McKinney takes us through the initial envy of men who ‘have it all’, to the eventual question “this isn’t going to end well, is it?”. There must be some due reward; Midas must eventually meet his end – be it the end of his existence or his reason for it, as in a version of the original myth he loses his daughter because she gets immortalised in gold at the touch of his hand. When you lose your reasons for living and being, even gold doesn’t shine in the dark.
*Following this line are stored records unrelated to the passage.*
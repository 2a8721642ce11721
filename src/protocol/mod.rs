//! Protocol module - CalcProtocol/1.0 requests and responses.
//!
//! This module implements the text protocol carried by the wire codec:
//! - request parsing and validation
//! - response encoding/decoding
//! - [`handle_line`], the full line → response pipeline used by the server

mod request;
mod response;

pub use request::{parse_operand, parse_request, InvalidRequest, Request};
pub use response::{format_number, Response, Status};

use crate::ops::OperationRegistry;

/// Protocol name and version.
pub const PROTOCOL_VERSION: &str = "CalcProtocol/1.0";

/// Validate, dispatch and encode one request line.
///
/// Never fails: every line maps to exactly one `OK`, `ERROR` or `INVALID`
/// response. The function is pure, so the same line always yields the same
/// response.
pub fn handle_line(registry: &OperationRegistry, line: &str) -> Response {
    match parse_request(registry, line) {
        Ok(request) => match registry.dispatch(&request) {
            Some(outcome) => Response::from_outcome(outcome),
            None => Response::invalid(&InvalidRequest::UnknownOperation(
                request.operation().to_string(),
            )),
        },
        Err(invalid) => Response::invalid(&invalid),
    }
}
//! Operation registry and dispatcher.
//!
//! Provides:
//! - [`OperationRegistry`] - maps operation names to arity and function
//! - [`MathError`] - computation failures reported as `ERROR` responses

mod arithmetic;
mod registry;

pub use registry::{DispatchOutcome, Evaluate, OperationRegistry, OperationSpec};

use thiserror::Error;

/// Failure of a computation on an otherwise well-formed request.
///
/// The `Display` text is the `ERROR` payload sent on the wire.
#[derive(Debug, Clone, Copy, PartialEq, Eq, Error)]
pub enum MathError {
    /// Divisor was zero.
    #[error("Division by zero")]
    DivisionByZero,

    /// SQRT of a negative operand.
    #[error("Cannot calculate square root of negative number")]
    NegativeSquareRoot,

    /// Result magnitude exceeded `f64::MAX`.
    #[error("Result overflow: number too large")]
    Overflow,

    /// Result was NaN, e.g. a negative base raised to a fractional power.
    #[error("Invalid result: not a finite number")]
    NotFinite,
}
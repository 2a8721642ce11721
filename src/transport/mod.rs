//! Transport module - TCP sockets.
//!
//! Provides the listener used by the server and the bounded-time connect used
//! by client sessions.

mod tcp;

pub use tcp::{connect, Listener};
What began as a moment of intimacy between partners became a lesson on intimacy and on the dangers of being through appearing – so dependent on light, when the light goes out and no one can see you, what do you become? How do you become? As Derrida speaks to the idea of Hauntologies (a play on the french pronunciation of the word which becomes a homonym for Ontology), we see time go out of joint – the past in the present, the present in the past. We have all these energies here in our hauntologies: violent colonizers, peaceful Lucayans, tense and despairing Africans. The way that many of our ancestors in the islands were only able to ‘be’ by how much they produced, what they could bring you. The slave of old had to bring in sugar and cotton and sisal, but today we are enslaved to appearing through a lifestyle that is impossible to afford for most – except through one ‘trump card’. Unfortunately though, we do not hold the deck, we are merely another card in this game.